Directed by Pablo Lorrain, starring Natalie Portman, Peter Sarsgaard, Billy Crudup. Written by Noah Oppenheim.

There is a moment in JACKIE when the newly widowed Mrs. Kennedy (Natalie Portman), at her home in Hyannisport, Massachusetts, murmurs, more to herself than anyone else, “I lost track somewhere; what was real, what was performance.” She is looking back on the days immediately after the assassination of the President (Caspar Phillipson). A reporter from Life magazine, Theodore H. White (Billy Crudup), waits, notebook in hand. She is vague at time, almost defiant at others, but always careful to control her image. What should he ask; what can he ask? Can she be quoted; when not? And, in a grim moment of black comedy, he has to ask, what was the sound of that first bullet?

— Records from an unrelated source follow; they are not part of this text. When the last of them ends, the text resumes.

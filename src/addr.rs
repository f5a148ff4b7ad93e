//! Virtual and physical address encoding.
//!
//! The raw 64-/32-bit layout is packed into a private `bitfield!` type;
//! the public [`VirtAddr`]/[`PhysAddr`] expose already-validated fields.

use std::fmt;

use bitfield::bitfield;

use crate::error::{Result, SimError};

const MAX_9BIT_VALUE: u16 = 0x1FF;
const MAX_12BIT_VALUE: u16 = 0xFFF;
const MAX_20BIT_VALUE: u32 = 0xF_FFFF;

bitfield! {
    struct RawVirtAddr(u64);
    impl Debug;
    u16, offset, set_offset: 11, 0;
    u16, pte_entry, set_pte_entry: 20, 12;
    u16, pmd_entry, set_pmd_entry: 29, 21;
    u16, pud_entry, set_pud_entry: 38, 30;
    u16, pgd_entry, set_pgd_entry: 47, 39;
    u16, reserved, set_reserved: 63, 48;
}

bitfield! {
    struct RawPhysAddr(u32);
    impl Debug;
    u16, offset, set_offset: 11, 0;
    u32, frame, set_frame: 31, 12;
}

/// A 64-bit virtual address, decomposed into its page-table indices.
#[derive(Clone, Copy, PartialEq, Eq, Hash)]
pub struct VirtAddr {
    pub pgd: u16,
    pub pud: u16,
    pub pmd: u16,
    pub pte: u16,
    pub offset: u16,
}

impl VirtAddr {
    /// Builds a virtual address from its five fields, validating each
    /// against its bit-width.
    pub fn encode(pgd: u16, pud: u16, pmd: u16, pte: u16, offset: u16) -> Result<Self> {
        if pgd > MAX_9BIT_VALUE {
            return Err(SimError::bad_param(format!(
                "pgd entry should be a 9-bit value, was {pgd:#x}"
            )));
        }
        if pud > MAX_9BIT_VALUE {
            return Err(SimError::bad_param(format!(
                "pud entry should be a 9-bit value, was {pud:#x}"
            )));
        }
        if pmd > MAX_9BIT_VALUE {
            return Err(SimError::bad_param(format!(
                "pmd entry should be a 9-bit value, was {pmd:#x}"
            )));
        }
        if pte > MAX_9BIT_VALUE {
            return Err(SimError::bad_param(format!(
                "pte entry should be a 9-bit value, was {pte:#x}"
            )));
        }
        if offset > MAX_12BIT_VALUE {
            return Err(SimError::bad_param(format!(
                "page offset should be a 12-bit value, was {offset:#x}"
            )));
        }
        Ok(VirtAddr {
            pgd,
            pud,
            pmd,
            pte,
            offset,
        })
    }

    /// Decodes a raw 64-bit value. The reserved high 16 bits are silently
    /// dropped on decode, though the encoder refuses to set them.
    pub fn decode(bits: u64) -> Self {
        let raw = RawVirtAddr(bits);
        VirtAddr {
            pgd: raw.pgd_entry(),
            pud: raw.pud_entry(),
            pmd: raw.pmd_entry(),
            pte: raw.pte_entry(),
            offset: raw.offset(),
        }
    }

    /// Packs the address back into its 64-bit representation (reserved
    /// bits are always zero on the way out).
    pub fn to_u64(self) -> u64 {
        let mut raw = RawVirtAddr(0);
        raw.set_pgd_entry(self.pgd);
        raw.set_pud_entry(self.pud);
        raw.set_pmd_entry(self.pmd);
        raw.set_pte_entry(self.pte);
        raw.set_offset(self.offset);
        raw.0
    }

    /// The 36-bit virtual page number: the concatenation of the four
    /// page-table indices.
    pub fn vpn(self) -> u64 {
        self.to_u64() >> 12
    }
}

impl fmt::Debug for VirtAddr {
    fn fmt(&self, f: &mut fmt::Formatter<'_>) -> fmt::Result {
        write!(
            f,
            "PGD={:#x}; PUD={:#x}; PMD={:#x}; PTE={:#x}; offset={:#x}",
            self.pgd, self.pud, self.pmd, self.pte, self.offset
        )
    }
}

impl fmt::Display for VirtAddr {
    fn fmt(&self, f: &mut fmt::Formatter<'_>) -> fmt::Result {
        write!(f, "{:#018x}", self.to_u64())
    }
}

/// A 32-bit physical address: a 20-bit frame number and a 12-bit offset.
#[derive(Clone, Copy, PartialEq, Eq, Hash)]
pub struct PhysAddr {
    pub frame: u32,
    pub offset: u16,
}

impl PhysAddr {
    pub fn encode(frame: u32, offset: u16) -> Result<Self> {
        if frame > MAX_20BIT_VALUE {
            return Err(SimError::bad_param(format!(
                "frame should be a 20-bit value, was {frame:#x}"
            )));
        }
        if offset > MAX_12BIT_VALUE {
            return Err(SimError::bad_param(format!(
                "page offset should be a 12-bit value, was {offset:#x}"
            )));
        }
        Ok(PhysAddr { frame, offset })
    }

    /// Builds a physical address from a byte-granular frame *base* (the
    /// low 12 bits of `page_begin` are discarded, matching
    /// `init_phy_addr`'s `page_begin >> PAGE_OFFSET`).
    pub fn from_frame_base(page_begin: u32, offset: u16) -> Result<Self> {
        Self::encode(page_begin >> 12, offset)
    }

    pub fn to_u32(self) -> u32 {
        let mut raw = RawPhysAddr(0);
        raw.set_frame(self.frame);
        raw.set_offset(self.offset);
        raw.0
    }

    /// Byte offset of this address in the simulated physical memory buffer.
    pub fn byte_offset(self) -> usize {
        self.to_u32() as usize
    }
}

impl fmt::Debug for PhysAddr {
    fn fmt(&self, f: &mut fmt::Formatter<'_>) -> fmt::Result {
        write!(
            f,
            "page num={:#x}; offset={:#x}",
            self.frame, self.offset
        )
    }
}

impl fmt::Display for PhysAddr {
    fn fmt(&self, f: &mut fmt::Formatter<'_>) -> fmt::Result {
        write!(f, "{:#010x}", self.to_u32())
    }
}

#[cfg(test)]
mod tests {
    use super::*;

    #[test]
    fn encode_rejects_out_of_range_fields() {
        assert!(VirtAddr::encode(0x200, 0, 0, 0, 0).is_err());
        assert!(VirtAddr::encode(0, 0, 0, 0, 0x1000).is_err());
        assert!(PhysAddr::encode(1 << 20, 0).is_err());
    }

    #[test]
    fn round_trip_identity_on_low_48_bits() {
        let bits = 0xFFFF_ABCD_1234_5678u64;
        let decoded = VirtAddr::decode(bits);
        assert_eq!(decoded.to_u64(), bits & 0x0000_FFFF_FFFF_FFFF);
    }

    #[test]
    fn vpn_matches_offset_packing() {
        let v = VirtAddr::encode(1, 2, 3, 4, 0xABC).unwrap();
        assert_eq!((v.vpn() << 12) | v.offset as u64, v.to_u64());
    }

    #[test]
    fn vpn_is_field_concatenation() {
        let v = VirtAddr::encode(0x1FF, 0x001, 0x000, 0x0AA, 0).unwrap();
        let expected = (0x1FFu64 << 27) | (0x001u64 << 18) | (0x000u64 << 9) | 0x0AAu64;
        assert_eq!(v.vpn(), expected);
    }

    #[test]
    fn phys_addr_round_trip() {
        let p = PhysAddr::encode(0xABCDE, 0x123).unwrap();
        assert_eq!(p.to_u32(), (0xABCDEu32 << 12) | 0x123);
    }

    #[test]
    fn phys_addr_from_frame_base_discards_low_bits() {
        let p = PhysAddr::from_frame_base(0xABCDE123, 0x456).unwrap();
        assert_eq!(p.frame, 0xABCDE);
        assert_eq!(p.offset, 0x456);
    }
}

Any apprehension that JACKIE would be a routine, sentimentalized portrait of the life of Jacquelyn Kennedy in the weeks following the assassination of President Kennedy, are immediately dispelled in the opening minutes of the film. The film, like its subject, is restless. While the chain-smoking Jackie wanders, alone and isolated, through the vast spaces of the White House, dressed in a succession of gowns, some of them official, one of them splashed with Jack’s blood, a slipstream of images, past and present, captures those moments of reality and performance. Impressive reenactments include the famous 1962 Valentines’s Day television tour of the White House; the fateful motorcade; Lyndon Johnson (taking the oath of office; Jackie’s television tour of the White House; a performance by Pablo Casals; excerpts of Richard Burton singing “Camelot”; plans and counterplans for the President’s burial arrangements; the spectacular funeral procession; and the many embraces and recriminations, by turns, in exchanges with Bobby Kennedy, Lyndon Johnson, and Jack Valenti. Not until more than halfway through the film are we shocked at the sudden moment of Jack’s death, the sound of the first bullet, the eruption and splatter of his blood, his bleeding body thrown across Jackie’s lap.

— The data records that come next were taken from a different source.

//! Store and sink contracts consumed by the reconciler.
//!
//! The reconciler does not own persistence. It reads Approved enrollments
//! and writes removals through [`EnrollmentStore`], and emits deduplicated
//! notifications through [`NotificationSink`]. Both must tolerate
//! concurrent callers; the SQLite adapters in `storage` implement them.

use chrono::{DateTime, Utc};
use thiserror::Error;

use super::Enrollment;
use crate::notification::NotificationKind;

/// Enrollment store failures.
#[derive(Error, Debug)]
pub enum StoreError {
    /// Transport or query failure; the pass retries on the next tick.
    #[error("enrollment store unavailable: {0}")]
    Unavailable(String),

    /// The transition target vanished between fetch and write. Treated
    /// as already-resolved by the reconciler, not as a failure.
    #[error("enrollment not found: {0}")]
    NotFound(String),
}

/// Notification sink failures.
#[derive(Error, Debug)]
pub enum SinkError {
    #[error("notification sink unavailable: {0}")]
    Unavailable(String),
}

/// Scoped read and conditional status update of enrollment records.
pub trait EnrollmentStore {
    /// All `Approved` enrollments for one student. An empty result is a
    /// normal outcome, not an error.
    fn list_approved(&self, student_id: &str) -> Result<Vec<Enrollment>, StoreError>;

    /// Move an enrollment to `Removed` with the given reason. Must be
    /// safe to call twice with the same arguments.
    fn mark_removed(&self, enrollment_id: &str, reason: &str) -> Result<(), StoreError>;
}

/// Append-only notification event store with a dedup-existence query.
pub trait NotificationSink {
    /// Has an event of this kind for this relation been created at or
    /// after `since`?
    fn exists_recent(
        &self,
        user_id: &str,
        kind: NotificationKind,
        related_id: &str,
        since: DateTime<Utc>,
    ) -> Result<bool, SinkError>;

    fn insert(
        &self,
        user_id: &str,
        kind: NotificationKind,
        related_id: &str,
        title: &str,
        message: &str,
    ) -> Result<(), SinkError>;
}
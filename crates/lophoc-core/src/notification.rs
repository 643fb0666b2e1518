//! Notification kinds and message templates.
//!
//! The reconciler decides *whether* and *what* to emit; delivery (push,
//! email, in-app) is owned by downstream consumers of the sink. Kinds are
//! qualified by enrollment kind so a trial warning and a paid-term warning
//! stay distinct events with independent dedup histories.

use chrono::{DateTime, Duration, Utc};
use serde::{Deserialize, Serialize};

use crate::enrollment::EnrollmentKind;

/// Every notification the reconciler can emit.
#[derive(Debug, Clone, Copy, PartialEq, Eq, Serialize, Deserialize)]
#[serde(rename_all = "snake_case")]
pub enum NotificationKind {
    TrialExpiringIn3Days,
    TrialExpiringIn24h,
    TrialExpired,
    RealExpiringIn3Days,
    RealExpiringIn24h,
    RealExpired,
}

impl NotificationKind {
    pub fn expiring_in_3_days(kind: EnrollmentKind) -> Self {
        match kind {
            EnrollmentKind::Trial => NotificationKind::TrialExpiringIn3Days,
            EnrollmentKind::Real => NotificationKind::RealExpiringIn3Days,
        }
    }

    pub fn expiring_in_24h(kind: EnrollmentKind) -> Self {
        match kind {
            EnrollmentKind::Trial => NotificationKind::TrialExpiringIn24h,
            EnrollmentKind::Real => NotificationKind::RealExpiringIn24h,
        }
    }

    pub fn expired(kind: EnrollmentKind) -> Self {
        match kind {
            EnrollmentKind::Trial => NotificationKind::TrialExpired,
            EnrollmentKind::Real => NotificationKind::RealExpired,
        }
    }

    /// Trailing window within which a repeat of this kind for the same
    /// relation is suppressed. `None` means no window: the expired notice
    /// is already guarded by the status transition itself (a removed
    /// enrollment is not a candidate on the next pass).
    pub fn dedup_window(&self) -> Option<Duration> {
        match self {
            NotificationKind::TrialExpiringIn3Days | NotificationKind::RealExpiringIn3Days => {
                Some(Duration::days(2))
            }
            NotificationKind::TrialExpiringIn24h | NotificationKind::RealExpiringIn24h => {
                Some(Duration::days(1))
            }
            NotificationKind::TrialExpired | NotificationKind::RealExpired => None,
        }
    }
}

/// Title and body composed for one notification.
#[derive(Debug, Clone, PartialEq, Eq, Serialize, Deserialize)]
pub struct NotificationContent {
    pub title: String,
    pub message: String,
}

/// "Còn N ngày ..." -- advance warning at the 3-day threshold.
pub fn three_day_warning(kind: EnrollmentKind, days_left: i64) -> NotificationContent {
    NotificationContent {
        title: format!("Còn {} ngày {}", days_left, kind.type_label()),
        message: format!(
            "Lớp học của bạn sẽ hết hạn trong {} ngày nữa. Hãy chuẩn bị gia hạn!",
            days_left
        ),
    }
}

/// "Sắp hết hạn ...!" -- advance warning inside the final 24 hours.
pub fn last_day_warning(kind: EnrollmentKind, hours_left: i64) -> NotificationContent {
    NotificationContent {
        title: format!("Sắp hết hạn {}!", kind.type_label()),
        message: format!(
            "Lớp học của bạn sẽ hết hạn trong {} giờ nữa. Hãy gia hạn ngay!",
            hours_left
        ),
    }
}

/// "Hết hạn ..." -- emitted once, alongside the access revocation.
pub fn expired_notice(kind: EnrollmentKind) -> NotificationContent {
    let label = kind.type_label();
    NotificationContent {
        title: format!("Hết hạn {}", label),
        message: format!(
            "Thời gian {} của bạn đã hết. Vui lòng đăng ký lại để tiếp tục học.",
            label
        ),
    }
}

/// A notification event as stored by the sink.
#[derive(Debug, Clone, Serialize, Deserialize)]
pub struct NotificationEvent {
    pub id: i64,
    pub user_id: String,
    pub kind: NotificationKind,
    pub related_id: String,
    pub title: String,
    pub message: String,
    pub created_at: DateTime<Utc>,
}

As imaginatively presented as all this is, I felt pulled out of it at times by the slathers of mournful soundtrack music by composer Mica Levi. An unfortunate pastiche of Benjamin Britten’s music for Peter Grimes, it lumbers along, relentless, insistent, always tugging at our elbow, as it were. It’s overkill, if you’ll pardon the expression.

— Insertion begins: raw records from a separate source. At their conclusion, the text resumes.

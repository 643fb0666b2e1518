//! SQLite-based storage for enrollments and notification events.
//!
//! One database backs both reconciler contracts: the enrollments table
//! implements [`EnrollmentStore`] and the append-only notifications table
//! implements [`NotificationSink`]. The connection sits behind a mutex so
//! passes for different students can share one handle.

use std::sync::{Mutex, MutexGuard};

use chrono::{DateTime, Utc};
use rusqlite::types::Type;
use rusqlite::{params, Connection, OptionalExtension};

use super::{data_dir, migrations};
use crate::enrollment::store::{EnrollmentStore, NotificationSink, SinkError, StoreError};
use crate::enrollment::{Enrollment, EnrollmentKind, EnrollmentStatus};
use crate::error::{CoreError, DatabaseError, Result};
use crate::notification::{NotificationEvent, NotificationKind};

// === Helper Functions ===

/// Format enrollment kind for database storage
fn format_enrollment_kind(kind: EnrollmentKind) -> &'static str {
    match kind {
        EnrollmentKind::Trial => "trial",
        EnrollmentKind::Real => "real",
    }
}

/// Parse enrollment kind from database string
fn parse_enrollment_kind(kind_str: &str) -> Option<EnrollmentKind> {
    match kind_str {
        "trial" => Some(EnrollmentKind::Trial),
        "real" => Some(EnrollmentKind::Real),
        _ => None,
    }
}

/// Format enrollment status for database storage
fn format_enrollment_status(status: EnrollmentStatus) -> &'static str {
    match status {
        EnrollmentStatus::Pending => "pending",
        EnrollmentStatus::Approved => "approved",
        EnrollmentStatus::Rejected => "rejected",
        EnrollmentStatus::Removed => "removed",
    }
}

/// Parse enrollment status from database string
fn parse_enrollment_status(status_str: &str) -> Option<EnrollmentStatus> {
    match status_str {
        "pending" => Some(EnrollmentStatus::Pending),
        "approved" => Some(EnrollmentStatus::Approved),
        "rejected" => Some(EnrollmentStatus::Rejected),
        "removed" => Some(EnrollmentStatus::Removed),
        _ => None,
    }
}

/// Format notification kind for database storage
fn format_notification_kind(kind: NotificationKind) -> &'static str {
    match kind {
        NotificationKind::TrialExpiringIn3Days => "trial_expiring_3d",
        NotificationKind::TrialExpiringIn24h => "trial_expiring_24h",
        NotificationKind::TrialExpired => "trial_expired",
        NotificationKind::RealExpiringIn3Days => "real_expiring_3d",
        NotificationKind::RealExpiringIn24h => "real_expiring_24h",
        NotificationKind::RealExpired => "real_expired",
    }
}

/// Parse notification kind from database string
fn parse_notification_kind(kind_str: &str) -> Option<NotificationKind> {
    match kind_str {
        "trial_expiring_3d" => Some(NotificationKind::TrialExpiringIn3Days),
        "trial_expiring_24h" => Some(NotificationKind::TrialExpiringIn24h),
        "trial_expired" => Some(NotificationKind::TrialExpired),
        "real_expiring_3d" => Some(NotificationKind::RealExpiringIn3Days),
        "real_expiring_24h" => Some(NotificationKind::RealExpiringIn24h),
        "real_expired" => Some(NotificationKind::RealExpired),
        _ => None,
    }
}

fn conversion_failure(idx: usize, message: String) -> rusqlite::Error {
    rusqlite::Error::FromSqlConversionFailure(idx, Type::Text, message.into())
}

fn parse_timestamp(idx: usize, value: &str) -> std::result::Result<DateTime<Utc>, rusqlite::Error> {
    DateTime::parse_from_rfc3339(value)
        .map(|t| t.with_timezone(&Utc))
        .map_err(|e| conversion_failure(idx, format!("bad timestamp '{value}': {e}")))
}

fn row_to_enrollment(row: &rusqlite::Row<'_>) -> std::result::Result<Enrollment, rusqlite::Error> {
    let kind_str: String = row.get(3)?;
    let status_str: String = row.get(4)?;
    let expires_at: Option<String> = row.get(5)?;
    let created_at: String = row.get(7)?;

    Ok(Enrollment {
        id: row.get(0)?,
        student_id: row.get(1)?,
        class_id: row.get(2)?,
        kind: parse_enrollment_kind(&kind_str)
            .ok_or_else(|| conversion_failure(3, format!("unknown enrollment kind '{kind_str}'")))?,
        status: parse_enrollment_status(&status_str).ok_or_else(|| {
            conversion_failure(4, format!("unknown enrollment status '{status_str}'"))
        })?,
        expires_at: expires_at.as_deref().map(|s| parse_timestamp(5, s)).transpose()?,
        removal_reason: row.get(6)?,
        created_at: parse_timestamp(7, &created_at)?,
    })
}

const ENROLLMENT_COLUMNS: &str =
    "id, student_id, class_id, kind, status, expires_at, removal_reason, created_at";

/// SQLite database for enrollments and notifications.
pub struct Database {
    conn: Mutex<Connection>,
}

impl Database {
    /// Open the database at `~/.config/lophoc/lophoc.db`.
    ///
    /// Creates the database file and schema if they don't exist.
    ///
    /// # Errors
    /// Returns an error if the database cannot be opened or migrated.
    pub fn open() -> Result<Self> {
        let path = data_dir()?.join("lophoc.db");
        let conn = Connection::open(&path).map_err(|source| {
            CoreError::Database(DatabaseError::OpenFailed { path, source })
        })?;
        Self::from_connection(conn)
    }

    /// Open an in-memory database (for tests and ephemeral runs).
    pub fn open_memory() -> Result<Self> {
        let conn = Connection::open_in_memory()
            .map_err(|e| CoreError::Database(DatabaseError::from(e)))?;
        Self::from_connection(conn)
    }

    fn from_connection(conn: Connection) -> Result<Self> {
        migrations::migrate(&conn)
            .map_err(|e| CoreError::Database(DatabaseError::MigrationFailed(e.to_string())))?;
        Ok(Self {
            conn: Mutex::new(conn),
        })
    }

    fn conn(&self) -> MutexGuard<'_, Connection> {
        self.conn.lock().unwrap()
    }

    // === Enrollments ===

    /// Insert a new enrollment record.
    ///
    /// # Errors
    /// Returns an error if the insert fails (including a duplicate id).
    pub fn insert_enrollment(&self, enrollment: &Enrollment) -> std::result::Result<(), DatabaseError> {
        self.conn().execute(
            "INSERT INTO enrollments (id, student_id, class_id, kind, status, expires_at, removal_reason, created_at)
             VALUES (?1, ?2, ?3, ?4, ?5, ?6, ?7, ?8)",
            params![
                enrollment.id,
                enrollment.student_id,
                enrollment.class_id,
                format_enrollment_kind(enrollment.kind),
                format_enrollment_status(enrollment.status),
                enrollment.expires_at.map(|t| t.to_rfc3339()),
                enrollment.removal_reason,
                enrollment.created_at.to_rfc3339(),
            ],
        )?;
        Ok(())
    }

    /// Fetch one enrollment by id.
    pub fn get_enrollment(&self, id: &str) -> std::result::Result<Option<Enrollment>, DatabaseError> {
        let conn = self.conn();
        let mut stmt = conn.prepare(&format!(
            "SELECT {ENROLLMENT_COLUMNS} FROM enrollments WHERE id = ?1"
        ))?;
        let enrollment = stmt
            .query_row(params![id], row_to_enrollment)
            .optional()?;
        Ok(enrollment)
    }

    /// List a student's enrollments, optionally filtered by status.
    pub fn list_by_student(
        &self,
        student_id: &str,
        status: Option<EnrollmentStatus>,
    ) -> std::result::Result<Vec<Enrollment>, DatabaseError> {
        let conn = self.conn();
        let mut out = Vec::new();
        match status {
            Some(status) => {
                let mut stmt = conn.prepare(&format!(
                    "SELECT {ENROLLMENT_COLUMNS} FROM enrollments
                     WHERE student_id = ?1 AND status = ?2
                     ORDER BY created_at DESC"
                ))?;
                let rows = stmt.query_map(
                    params![student_id, format_enrollment_status(status)],
                    row_to_enrollment,
                )?;
                for row in rows {
                    out.push(row?);
                }
            }
            None => {
                let mut stmt = conn.prepare(&format!(
                    "SELECT {ENROLLMENT_COLUMNS} FROM enrollments
                     WHERE student_id = ?1
                     ORDER BY created_at DESC"
                ))?;
                let rows = stmt.query_map(params![student_id], row_to_enrollment)?;
                for row in rows {
                    out.push(row?);
                }
            }
        }
        Ok(out)
    }

    /// Approve an enrollment and set its expiry (`None` = never expires).
    ///
    /// # Errors
    /// Returns an error if the enrollment does not exist.
    pub fn approve_enrollment(
        &self,
        id: &str,
        expires_at: Option<DateTime<Utc>>,
    ) -> std::result::Result<(), DatabaseError> {
        let updated = self.conn().execute(
            "UPDATE enrollments SET status = ?1, expires_at = ?2 WHERE id = ?3",
            params![
                format_enrollment_status(EnrollmentStatus::Approved),
                expires_at.map(|t| t.to_rfc3339()),
                id,
            ],
        )?;
        if updated == 0 {
            return Err(DatabaseError::QueryFailed(format!(
                "enrollment not found: {id}"
            )));
        }
        Ok(())
    }

    fn update_removed(&self, id: &str, reason: &str) -> std::result::Result<usize, DatabaseError> {
        let updated = self.conn().execute(
            "UPDATE enrollments SET status = ?1, removal_reason = ?2 WHERE id = ?3",
            params![
                format_enrollment_status(EnrollmentStatus::Removed),
                reason,
                id,
            ],
        )?;
        Ok(updated)
    }

    // === Notifications ===

    /// Insert a notification event with an explicit creation time.
    ///
    /// The sink trait stamps the wall clock; this variant exists for
    /// backfills and tests that need to control event age.
    pub fn insert_notification_at(
        &self,
        user_id: &str,
        kind: NotificationKind,
        related_id: &str,
        title: &str,
        message: &str,
        created_at: DateTime<Utc>,
    ) -> std::result::Result<i64, DatabaseError> {
        let conn = self.conn();
        conn.execute(
            "INSERT INTO notifications (user_id, kind, related_id, title, message, created_at)
             VALUES (?1, ?2, ?3, ?4, ?5, ?6)",
            params![
                user_id,
                format_notification_kind(kind),
                related_id,
                title,
                message,
                created_at.to_rfc3339(),
            ],
        )?;
        Ok(conn.last_insert_rowid())
    }

    /// List a user's most recent notification events, newest first.
    pub fn list_notifications(
        &self,
        user_id: &str,
        limit: usize,
    ) -> std::result::Result<Vec<NotificationEvent>, DatabaseError> {
        let conn = self.conn();
        let mut stmt = conn.prepare(
            "SELECT id, user_id, kind, related_id, title, message, created_at
             FROM notifications
             WHERE user_id = ?1
             ORDER BY created_at DESC, id DESC
             LIMIT ?2",
        )?;
        let rows = stmt.query_map(params![user_id, limit as i64], |row| {
            let kind_str: String = row.get(2)?;
            let created_at: String = row.get(6)?;
            Ok(NotificationEvent {
                id: row.get(0)?,
                user_id: row.get(1)?,
                kind: parse_notification_kind(&kind_str).ok_or_else(|| {
                    conversion_failure(2, format!("unknown notification kind '{kind_str}'"))
                })?,
                related_id: row.get(3)?,
                title: row.get(4)?,
                message: row.get(5)?,
                created_at: parse_timestamp(6, &created_at)?,
            })
        })?;

        let mut out = Vec::new();
        for row in rows {
            out.push(row?);
        }
        Ok(out)
    }
}

impl EnrollmentStore for Database {
    fn list_approved(&self, student_id: &str) -> std::result::Result<Vec<Enrollment>, StoreError> {
        self.list_by_student(student_id, Some(EnrollmentStatus::Approved))
            .map_err(|e| StoreError::Unavailable(e.to_string()))
    }

    fn mark_removed(&self, enrollment_id: &str, reason: &str) -> std::result::Result<(), StoreError> {
        let updated = self
            .update_removed(enrollment_id, reason)
            .map_err(|e| StoreError::Unavailable(e.to_string()))?;
        if updated == 0 {
            return Err(StoreError::NotFound(enrollment_id.to_string()));
        }
        Ok(())
    }
}

impl NotificationSink for Database {
    fn exists_recent(
        &self,
        user_id: &str,
        kind: NotificationKind,
        related_id: &str,
        since: DateTime<Utc>,
    ) -> std::result::Result<bool, SinkError> {
        self.conn()
            .query_row(
                "SELECT EXISTS(
                    SELECT 1 FROM notifications
                    WHERE user_id = ?1 AND kind = ?2 AND related_id = ?3 AND created_at >= ?4
                 )",
                params![
                    user_id,
                    format_notification_kind(kind),
                    related_id,
                    since.to_rfc3339(),
                ],
                |row| row.get::<_, bool>(0),
            )
            .map_err(|e| SinkError::Unavailable(e.to_string()))
    }

    fn insert(
        &self,
        user_id: &str,
        kind: NotificationKind,
        related_id: &str,
        title: &str,
        message: &str,
    ) -> std::result::Result<(), SinkError> {
        self.insert_notification_at(user_id, kind, related_id, title, message, Utc::now())
            .map(|_| ())
            .map_err(|e| SinkError::Unavailable(e.to_string()))
    }
}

Like any attempt to pull the story out of history, JACKIE places us in the sight and hearing of moments immediately following the assassination that cannot possibly be documented. The most egregious liberty, to some, will be the presence of the entirely fictitious Priest McSorley (John Hurt) as he counsels Jackie on issues of faith and doubt. To paraphrase Jackie’s comment, when does the performance capture anything of the reality of those days? Jackie herself in her exchanges with the reporter (Billy Crudup) states repeatedly that the television and print story is more real than the events themselves.